▸ Work required
Search the data for the word "earliest". Reproduce every line where it is found.

Data in this exercise Start Marker

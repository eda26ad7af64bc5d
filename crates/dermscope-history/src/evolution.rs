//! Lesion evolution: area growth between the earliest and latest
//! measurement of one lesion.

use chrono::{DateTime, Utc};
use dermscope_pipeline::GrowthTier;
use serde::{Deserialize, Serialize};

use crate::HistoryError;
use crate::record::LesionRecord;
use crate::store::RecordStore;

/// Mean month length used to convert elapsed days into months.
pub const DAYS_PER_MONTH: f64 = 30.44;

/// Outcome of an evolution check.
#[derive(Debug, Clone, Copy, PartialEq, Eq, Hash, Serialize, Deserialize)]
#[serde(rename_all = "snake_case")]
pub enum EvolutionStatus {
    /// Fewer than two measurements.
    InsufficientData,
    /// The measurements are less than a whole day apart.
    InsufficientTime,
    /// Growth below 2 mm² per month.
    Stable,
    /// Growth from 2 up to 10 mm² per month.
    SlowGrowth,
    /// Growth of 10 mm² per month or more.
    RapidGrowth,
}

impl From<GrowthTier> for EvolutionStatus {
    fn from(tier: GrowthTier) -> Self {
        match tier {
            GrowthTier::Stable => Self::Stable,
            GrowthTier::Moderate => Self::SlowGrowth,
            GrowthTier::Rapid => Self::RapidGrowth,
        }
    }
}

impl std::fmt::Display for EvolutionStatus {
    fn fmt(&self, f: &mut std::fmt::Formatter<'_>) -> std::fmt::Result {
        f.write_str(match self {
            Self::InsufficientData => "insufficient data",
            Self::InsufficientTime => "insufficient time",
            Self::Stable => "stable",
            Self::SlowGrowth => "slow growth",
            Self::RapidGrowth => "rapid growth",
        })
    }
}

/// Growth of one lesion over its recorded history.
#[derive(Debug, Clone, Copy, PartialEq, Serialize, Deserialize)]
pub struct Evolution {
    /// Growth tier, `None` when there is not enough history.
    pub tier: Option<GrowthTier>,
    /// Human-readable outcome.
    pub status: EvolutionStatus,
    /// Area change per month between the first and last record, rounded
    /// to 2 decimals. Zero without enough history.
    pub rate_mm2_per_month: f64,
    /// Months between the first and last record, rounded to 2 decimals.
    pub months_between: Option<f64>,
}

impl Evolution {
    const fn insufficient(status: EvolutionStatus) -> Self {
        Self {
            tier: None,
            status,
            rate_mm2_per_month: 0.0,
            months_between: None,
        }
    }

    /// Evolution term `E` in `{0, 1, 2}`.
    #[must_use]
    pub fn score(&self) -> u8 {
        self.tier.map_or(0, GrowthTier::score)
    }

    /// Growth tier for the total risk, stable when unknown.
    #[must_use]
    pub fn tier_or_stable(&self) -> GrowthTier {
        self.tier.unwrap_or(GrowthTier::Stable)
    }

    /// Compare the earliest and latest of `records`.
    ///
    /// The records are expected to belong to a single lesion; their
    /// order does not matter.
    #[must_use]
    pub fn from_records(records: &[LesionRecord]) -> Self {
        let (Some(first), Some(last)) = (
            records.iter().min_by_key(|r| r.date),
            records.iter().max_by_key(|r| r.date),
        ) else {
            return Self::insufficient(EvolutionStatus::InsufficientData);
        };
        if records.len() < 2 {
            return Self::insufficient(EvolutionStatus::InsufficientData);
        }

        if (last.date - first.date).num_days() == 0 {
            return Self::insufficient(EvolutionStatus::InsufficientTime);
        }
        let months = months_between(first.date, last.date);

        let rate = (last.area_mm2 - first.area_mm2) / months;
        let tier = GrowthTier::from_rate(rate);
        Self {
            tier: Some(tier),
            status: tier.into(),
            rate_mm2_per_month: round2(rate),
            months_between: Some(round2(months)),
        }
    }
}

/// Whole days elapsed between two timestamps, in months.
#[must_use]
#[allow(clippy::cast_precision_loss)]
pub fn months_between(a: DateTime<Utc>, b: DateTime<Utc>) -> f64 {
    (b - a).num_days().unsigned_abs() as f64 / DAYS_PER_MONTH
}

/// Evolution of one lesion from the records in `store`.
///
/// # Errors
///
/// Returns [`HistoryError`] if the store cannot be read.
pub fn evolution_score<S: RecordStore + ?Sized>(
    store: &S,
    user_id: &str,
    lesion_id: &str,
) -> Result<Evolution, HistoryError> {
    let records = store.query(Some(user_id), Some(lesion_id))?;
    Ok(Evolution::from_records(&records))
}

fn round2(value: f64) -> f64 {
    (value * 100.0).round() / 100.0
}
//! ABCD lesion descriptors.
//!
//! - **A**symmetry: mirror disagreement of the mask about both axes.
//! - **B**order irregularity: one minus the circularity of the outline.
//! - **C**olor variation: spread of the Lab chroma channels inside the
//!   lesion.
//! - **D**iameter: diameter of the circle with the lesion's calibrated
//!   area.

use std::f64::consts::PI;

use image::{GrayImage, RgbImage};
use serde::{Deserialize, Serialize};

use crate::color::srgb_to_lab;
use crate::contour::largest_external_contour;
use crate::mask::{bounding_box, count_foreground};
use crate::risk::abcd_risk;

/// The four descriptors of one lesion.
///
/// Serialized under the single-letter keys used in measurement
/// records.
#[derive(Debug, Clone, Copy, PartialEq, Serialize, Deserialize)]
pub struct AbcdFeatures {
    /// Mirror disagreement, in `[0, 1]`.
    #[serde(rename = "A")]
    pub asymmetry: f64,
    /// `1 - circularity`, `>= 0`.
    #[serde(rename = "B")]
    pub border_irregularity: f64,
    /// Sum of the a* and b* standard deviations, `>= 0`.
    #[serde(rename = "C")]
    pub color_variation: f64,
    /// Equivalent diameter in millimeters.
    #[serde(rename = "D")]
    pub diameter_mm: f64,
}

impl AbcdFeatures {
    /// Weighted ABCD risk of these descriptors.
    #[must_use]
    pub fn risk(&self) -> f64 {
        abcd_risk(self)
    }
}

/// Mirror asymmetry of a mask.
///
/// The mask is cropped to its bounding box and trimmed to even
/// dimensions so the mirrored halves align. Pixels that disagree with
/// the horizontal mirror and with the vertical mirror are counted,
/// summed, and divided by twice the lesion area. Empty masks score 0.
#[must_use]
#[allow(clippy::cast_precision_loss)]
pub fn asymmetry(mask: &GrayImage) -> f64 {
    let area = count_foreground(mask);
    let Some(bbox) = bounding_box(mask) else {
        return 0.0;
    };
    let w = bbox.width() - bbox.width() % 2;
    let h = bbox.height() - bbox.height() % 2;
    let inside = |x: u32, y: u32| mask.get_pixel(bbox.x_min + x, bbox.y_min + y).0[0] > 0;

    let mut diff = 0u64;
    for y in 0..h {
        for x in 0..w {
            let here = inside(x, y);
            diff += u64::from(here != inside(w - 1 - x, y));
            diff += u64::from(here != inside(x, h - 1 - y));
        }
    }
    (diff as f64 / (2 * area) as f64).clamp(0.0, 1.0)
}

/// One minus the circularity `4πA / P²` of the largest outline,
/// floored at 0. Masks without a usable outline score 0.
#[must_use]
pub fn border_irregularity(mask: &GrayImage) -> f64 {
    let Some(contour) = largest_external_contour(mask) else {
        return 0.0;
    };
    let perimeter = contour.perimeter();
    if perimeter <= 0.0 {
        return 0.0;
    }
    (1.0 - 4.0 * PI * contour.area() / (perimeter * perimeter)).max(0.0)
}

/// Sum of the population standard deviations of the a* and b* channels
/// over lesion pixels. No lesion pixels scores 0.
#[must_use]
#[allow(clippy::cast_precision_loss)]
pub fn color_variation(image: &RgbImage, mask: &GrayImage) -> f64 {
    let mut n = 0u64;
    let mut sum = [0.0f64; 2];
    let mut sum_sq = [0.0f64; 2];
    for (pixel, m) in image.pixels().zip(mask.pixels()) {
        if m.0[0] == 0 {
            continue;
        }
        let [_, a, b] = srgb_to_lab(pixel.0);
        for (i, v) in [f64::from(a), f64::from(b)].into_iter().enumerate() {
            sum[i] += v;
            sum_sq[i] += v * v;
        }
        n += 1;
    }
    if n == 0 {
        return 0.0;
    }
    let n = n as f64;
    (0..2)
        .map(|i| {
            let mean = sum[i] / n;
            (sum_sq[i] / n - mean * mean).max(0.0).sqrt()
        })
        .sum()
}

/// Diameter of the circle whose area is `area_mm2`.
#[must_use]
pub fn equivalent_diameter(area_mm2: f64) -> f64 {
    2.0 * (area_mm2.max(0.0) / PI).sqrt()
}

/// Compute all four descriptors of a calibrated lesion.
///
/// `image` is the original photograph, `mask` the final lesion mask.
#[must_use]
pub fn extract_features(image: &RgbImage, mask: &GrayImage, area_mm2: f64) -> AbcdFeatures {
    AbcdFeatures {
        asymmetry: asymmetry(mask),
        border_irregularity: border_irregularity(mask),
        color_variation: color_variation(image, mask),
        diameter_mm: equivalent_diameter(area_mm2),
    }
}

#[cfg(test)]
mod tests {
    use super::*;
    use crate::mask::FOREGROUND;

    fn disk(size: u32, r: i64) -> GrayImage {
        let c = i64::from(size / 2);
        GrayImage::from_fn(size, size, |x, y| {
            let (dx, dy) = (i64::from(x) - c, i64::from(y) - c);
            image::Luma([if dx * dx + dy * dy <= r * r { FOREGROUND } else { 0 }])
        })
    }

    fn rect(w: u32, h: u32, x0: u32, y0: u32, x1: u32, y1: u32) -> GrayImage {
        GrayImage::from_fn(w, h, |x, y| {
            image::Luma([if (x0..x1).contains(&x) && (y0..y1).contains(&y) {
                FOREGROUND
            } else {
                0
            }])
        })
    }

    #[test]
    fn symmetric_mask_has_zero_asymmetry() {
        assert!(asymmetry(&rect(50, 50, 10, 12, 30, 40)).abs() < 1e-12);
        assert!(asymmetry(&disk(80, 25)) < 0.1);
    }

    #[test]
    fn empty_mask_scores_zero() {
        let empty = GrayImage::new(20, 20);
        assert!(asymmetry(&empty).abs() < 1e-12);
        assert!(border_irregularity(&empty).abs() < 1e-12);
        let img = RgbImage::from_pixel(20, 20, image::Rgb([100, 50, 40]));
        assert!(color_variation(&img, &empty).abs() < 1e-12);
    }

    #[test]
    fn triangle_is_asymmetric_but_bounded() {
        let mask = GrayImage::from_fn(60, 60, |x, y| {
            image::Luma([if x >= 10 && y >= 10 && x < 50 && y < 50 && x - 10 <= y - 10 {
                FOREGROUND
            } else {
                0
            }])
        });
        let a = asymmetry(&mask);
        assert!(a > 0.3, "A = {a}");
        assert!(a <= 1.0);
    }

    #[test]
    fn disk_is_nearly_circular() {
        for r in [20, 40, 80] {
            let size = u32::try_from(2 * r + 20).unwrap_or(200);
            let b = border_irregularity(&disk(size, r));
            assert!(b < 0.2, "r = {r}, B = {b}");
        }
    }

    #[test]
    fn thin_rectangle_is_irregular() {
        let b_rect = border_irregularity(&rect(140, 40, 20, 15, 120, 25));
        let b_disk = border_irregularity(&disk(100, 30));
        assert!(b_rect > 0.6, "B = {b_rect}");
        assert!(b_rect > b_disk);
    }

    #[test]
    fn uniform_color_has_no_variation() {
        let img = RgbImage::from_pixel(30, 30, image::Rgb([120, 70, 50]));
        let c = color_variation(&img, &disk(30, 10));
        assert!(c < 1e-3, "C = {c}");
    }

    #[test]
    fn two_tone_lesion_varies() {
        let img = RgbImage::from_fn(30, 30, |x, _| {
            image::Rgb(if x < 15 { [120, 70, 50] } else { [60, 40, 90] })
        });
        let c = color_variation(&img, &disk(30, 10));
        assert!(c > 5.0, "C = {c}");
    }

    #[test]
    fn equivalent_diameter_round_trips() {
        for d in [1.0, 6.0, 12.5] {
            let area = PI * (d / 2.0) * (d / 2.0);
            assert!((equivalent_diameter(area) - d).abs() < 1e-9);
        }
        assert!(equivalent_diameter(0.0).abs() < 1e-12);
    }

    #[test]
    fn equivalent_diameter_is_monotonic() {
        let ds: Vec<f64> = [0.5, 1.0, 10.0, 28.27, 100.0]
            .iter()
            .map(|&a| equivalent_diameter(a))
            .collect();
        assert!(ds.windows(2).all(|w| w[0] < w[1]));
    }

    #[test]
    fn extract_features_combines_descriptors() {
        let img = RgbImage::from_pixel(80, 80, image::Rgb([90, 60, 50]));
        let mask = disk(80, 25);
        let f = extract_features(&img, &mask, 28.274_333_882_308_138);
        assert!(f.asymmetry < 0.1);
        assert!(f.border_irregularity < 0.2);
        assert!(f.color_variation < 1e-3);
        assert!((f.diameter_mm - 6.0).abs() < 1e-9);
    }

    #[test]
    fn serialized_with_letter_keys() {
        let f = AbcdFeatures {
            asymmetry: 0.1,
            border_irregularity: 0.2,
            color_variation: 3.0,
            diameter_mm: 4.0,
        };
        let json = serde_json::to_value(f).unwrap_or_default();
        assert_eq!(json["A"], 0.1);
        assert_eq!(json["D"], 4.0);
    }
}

Data in this exercise End Marker
Data in this exercise Start Marker

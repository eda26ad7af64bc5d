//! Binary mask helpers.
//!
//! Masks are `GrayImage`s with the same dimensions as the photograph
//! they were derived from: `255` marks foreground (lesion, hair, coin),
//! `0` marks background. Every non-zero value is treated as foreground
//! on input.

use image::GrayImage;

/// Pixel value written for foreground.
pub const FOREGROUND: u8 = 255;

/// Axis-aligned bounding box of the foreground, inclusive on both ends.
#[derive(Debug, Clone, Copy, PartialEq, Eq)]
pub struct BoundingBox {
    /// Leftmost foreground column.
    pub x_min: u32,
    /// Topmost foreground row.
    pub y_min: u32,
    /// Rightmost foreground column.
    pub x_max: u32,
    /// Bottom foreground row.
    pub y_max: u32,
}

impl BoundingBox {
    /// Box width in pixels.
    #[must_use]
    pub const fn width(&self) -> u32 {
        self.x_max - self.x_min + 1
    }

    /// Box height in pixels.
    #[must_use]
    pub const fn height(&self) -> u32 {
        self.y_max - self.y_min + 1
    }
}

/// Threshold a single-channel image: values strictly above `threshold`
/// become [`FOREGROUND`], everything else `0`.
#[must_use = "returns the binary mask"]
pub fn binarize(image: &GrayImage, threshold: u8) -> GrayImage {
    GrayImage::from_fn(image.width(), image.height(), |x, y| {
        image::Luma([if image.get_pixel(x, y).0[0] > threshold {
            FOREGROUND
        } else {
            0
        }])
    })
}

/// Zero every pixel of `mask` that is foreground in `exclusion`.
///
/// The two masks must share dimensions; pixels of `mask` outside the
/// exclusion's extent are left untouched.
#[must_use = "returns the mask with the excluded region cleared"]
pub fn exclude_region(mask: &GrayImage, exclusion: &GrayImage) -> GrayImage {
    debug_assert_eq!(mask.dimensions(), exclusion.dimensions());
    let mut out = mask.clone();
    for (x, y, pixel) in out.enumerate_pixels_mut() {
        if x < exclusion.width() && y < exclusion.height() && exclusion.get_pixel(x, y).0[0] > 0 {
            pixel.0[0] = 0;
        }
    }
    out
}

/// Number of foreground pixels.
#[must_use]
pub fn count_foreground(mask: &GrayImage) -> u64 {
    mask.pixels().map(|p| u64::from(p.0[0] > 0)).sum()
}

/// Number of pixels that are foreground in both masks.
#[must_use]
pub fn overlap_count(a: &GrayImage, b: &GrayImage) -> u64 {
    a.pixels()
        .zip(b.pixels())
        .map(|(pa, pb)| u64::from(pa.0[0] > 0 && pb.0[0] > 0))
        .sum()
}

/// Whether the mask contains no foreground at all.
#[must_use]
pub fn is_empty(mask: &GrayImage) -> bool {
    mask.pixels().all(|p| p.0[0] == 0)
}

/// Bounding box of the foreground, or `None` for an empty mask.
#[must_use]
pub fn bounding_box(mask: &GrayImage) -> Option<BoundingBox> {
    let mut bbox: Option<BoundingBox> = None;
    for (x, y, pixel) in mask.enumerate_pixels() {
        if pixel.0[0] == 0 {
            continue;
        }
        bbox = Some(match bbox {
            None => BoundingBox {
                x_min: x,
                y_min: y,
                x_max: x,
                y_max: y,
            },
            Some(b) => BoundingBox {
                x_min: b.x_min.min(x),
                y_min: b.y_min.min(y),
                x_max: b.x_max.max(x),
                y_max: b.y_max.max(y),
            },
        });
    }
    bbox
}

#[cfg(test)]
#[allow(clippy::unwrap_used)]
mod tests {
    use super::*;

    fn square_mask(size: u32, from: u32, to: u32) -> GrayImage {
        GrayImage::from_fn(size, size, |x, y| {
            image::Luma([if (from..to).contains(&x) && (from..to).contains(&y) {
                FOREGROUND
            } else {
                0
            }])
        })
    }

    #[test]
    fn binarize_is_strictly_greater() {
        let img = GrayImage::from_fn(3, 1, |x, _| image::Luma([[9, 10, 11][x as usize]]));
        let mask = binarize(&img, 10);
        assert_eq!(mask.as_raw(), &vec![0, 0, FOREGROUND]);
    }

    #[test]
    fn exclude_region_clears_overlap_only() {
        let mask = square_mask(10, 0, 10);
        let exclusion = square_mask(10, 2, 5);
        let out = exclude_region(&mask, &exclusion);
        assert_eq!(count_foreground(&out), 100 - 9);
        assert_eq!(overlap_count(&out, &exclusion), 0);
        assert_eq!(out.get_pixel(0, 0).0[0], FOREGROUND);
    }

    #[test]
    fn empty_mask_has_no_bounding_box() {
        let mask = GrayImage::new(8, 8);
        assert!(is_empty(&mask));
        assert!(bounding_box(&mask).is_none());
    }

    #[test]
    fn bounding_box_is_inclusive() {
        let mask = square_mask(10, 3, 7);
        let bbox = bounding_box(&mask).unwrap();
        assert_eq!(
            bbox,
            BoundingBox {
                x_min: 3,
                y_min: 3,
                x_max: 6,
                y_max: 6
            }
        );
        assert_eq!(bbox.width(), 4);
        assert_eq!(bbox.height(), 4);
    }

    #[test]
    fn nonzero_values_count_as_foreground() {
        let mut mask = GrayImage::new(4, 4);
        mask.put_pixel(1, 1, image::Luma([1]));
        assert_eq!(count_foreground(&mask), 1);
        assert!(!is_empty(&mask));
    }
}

Data in this exercise End Marker
Data in this exercise Start Marker

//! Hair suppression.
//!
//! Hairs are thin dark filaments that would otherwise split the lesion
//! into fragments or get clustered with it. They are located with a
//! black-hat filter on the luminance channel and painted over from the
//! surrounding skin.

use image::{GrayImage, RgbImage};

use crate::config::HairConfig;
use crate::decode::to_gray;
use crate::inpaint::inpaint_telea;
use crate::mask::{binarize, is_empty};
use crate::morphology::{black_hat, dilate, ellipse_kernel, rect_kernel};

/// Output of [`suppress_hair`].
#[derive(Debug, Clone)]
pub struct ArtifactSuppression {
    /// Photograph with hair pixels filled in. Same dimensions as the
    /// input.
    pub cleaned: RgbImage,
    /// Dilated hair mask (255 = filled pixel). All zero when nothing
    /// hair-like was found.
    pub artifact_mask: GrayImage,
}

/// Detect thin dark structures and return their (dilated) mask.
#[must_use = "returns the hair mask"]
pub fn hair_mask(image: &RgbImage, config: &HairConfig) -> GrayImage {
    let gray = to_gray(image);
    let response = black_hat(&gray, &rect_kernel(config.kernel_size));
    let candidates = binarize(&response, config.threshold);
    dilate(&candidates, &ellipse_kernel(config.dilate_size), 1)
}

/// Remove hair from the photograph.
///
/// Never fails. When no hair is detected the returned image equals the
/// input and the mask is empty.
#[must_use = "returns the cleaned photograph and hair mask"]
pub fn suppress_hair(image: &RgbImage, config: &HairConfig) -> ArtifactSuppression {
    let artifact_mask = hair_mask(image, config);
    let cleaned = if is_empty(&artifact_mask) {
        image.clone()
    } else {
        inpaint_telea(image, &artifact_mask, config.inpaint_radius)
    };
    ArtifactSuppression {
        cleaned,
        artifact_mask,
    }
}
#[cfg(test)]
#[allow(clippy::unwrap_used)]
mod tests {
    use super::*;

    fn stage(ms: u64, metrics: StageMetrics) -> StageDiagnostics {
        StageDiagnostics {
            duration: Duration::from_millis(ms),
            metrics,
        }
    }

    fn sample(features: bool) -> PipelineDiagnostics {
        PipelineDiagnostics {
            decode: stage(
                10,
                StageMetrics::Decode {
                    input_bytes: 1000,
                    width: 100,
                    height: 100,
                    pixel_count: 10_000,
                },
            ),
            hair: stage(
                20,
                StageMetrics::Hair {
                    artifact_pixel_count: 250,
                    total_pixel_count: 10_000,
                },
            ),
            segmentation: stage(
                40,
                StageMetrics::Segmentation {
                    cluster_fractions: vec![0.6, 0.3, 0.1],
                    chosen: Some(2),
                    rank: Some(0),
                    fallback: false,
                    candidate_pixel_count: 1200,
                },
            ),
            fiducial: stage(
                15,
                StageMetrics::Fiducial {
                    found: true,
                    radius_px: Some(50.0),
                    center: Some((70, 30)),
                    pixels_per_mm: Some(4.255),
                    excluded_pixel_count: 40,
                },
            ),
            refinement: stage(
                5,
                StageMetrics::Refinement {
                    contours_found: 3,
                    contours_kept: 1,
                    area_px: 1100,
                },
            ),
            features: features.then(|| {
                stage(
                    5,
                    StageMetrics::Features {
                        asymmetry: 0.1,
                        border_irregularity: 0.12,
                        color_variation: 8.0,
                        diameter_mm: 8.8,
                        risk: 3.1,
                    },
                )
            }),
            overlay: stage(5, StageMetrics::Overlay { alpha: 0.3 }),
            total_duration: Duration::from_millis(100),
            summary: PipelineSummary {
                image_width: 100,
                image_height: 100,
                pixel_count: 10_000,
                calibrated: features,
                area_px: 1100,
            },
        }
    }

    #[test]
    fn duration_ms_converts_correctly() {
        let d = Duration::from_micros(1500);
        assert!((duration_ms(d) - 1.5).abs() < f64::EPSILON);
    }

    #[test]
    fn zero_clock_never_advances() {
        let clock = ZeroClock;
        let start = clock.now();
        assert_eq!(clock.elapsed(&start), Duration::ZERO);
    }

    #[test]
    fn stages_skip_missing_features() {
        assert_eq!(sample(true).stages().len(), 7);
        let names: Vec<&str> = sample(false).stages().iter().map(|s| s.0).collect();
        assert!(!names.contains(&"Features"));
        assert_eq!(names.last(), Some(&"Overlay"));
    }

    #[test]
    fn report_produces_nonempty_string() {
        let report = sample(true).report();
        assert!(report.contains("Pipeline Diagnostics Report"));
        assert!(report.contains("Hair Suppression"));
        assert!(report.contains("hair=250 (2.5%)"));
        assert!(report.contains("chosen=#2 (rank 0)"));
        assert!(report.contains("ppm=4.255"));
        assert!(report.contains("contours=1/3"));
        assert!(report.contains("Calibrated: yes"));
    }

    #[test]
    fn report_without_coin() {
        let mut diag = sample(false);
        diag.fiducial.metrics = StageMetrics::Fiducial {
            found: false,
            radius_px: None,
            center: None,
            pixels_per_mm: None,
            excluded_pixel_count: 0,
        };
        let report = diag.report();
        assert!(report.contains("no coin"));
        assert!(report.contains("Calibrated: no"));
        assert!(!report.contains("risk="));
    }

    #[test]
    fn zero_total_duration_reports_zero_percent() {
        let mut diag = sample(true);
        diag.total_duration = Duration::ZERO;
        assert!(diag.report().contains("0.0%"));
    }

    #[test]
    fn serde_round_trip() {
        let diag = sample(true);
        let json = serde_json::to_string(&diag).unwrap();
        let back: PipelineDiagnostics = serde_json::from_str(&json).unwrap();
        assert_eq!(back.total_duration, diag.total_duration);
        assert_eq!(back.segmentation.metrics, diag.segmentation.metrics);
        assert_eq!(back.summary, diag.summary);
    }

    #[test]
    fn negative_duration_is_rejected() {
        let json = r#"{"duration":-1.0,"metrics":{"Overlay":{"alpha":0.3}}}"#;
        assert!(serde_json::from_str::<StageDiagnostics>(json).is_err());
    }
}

Data in this exercise End Marker

▸ Expected output
//! Lesion evolution: area growth between the earliest and latest
    /// Compare the earliest and latest of `records`.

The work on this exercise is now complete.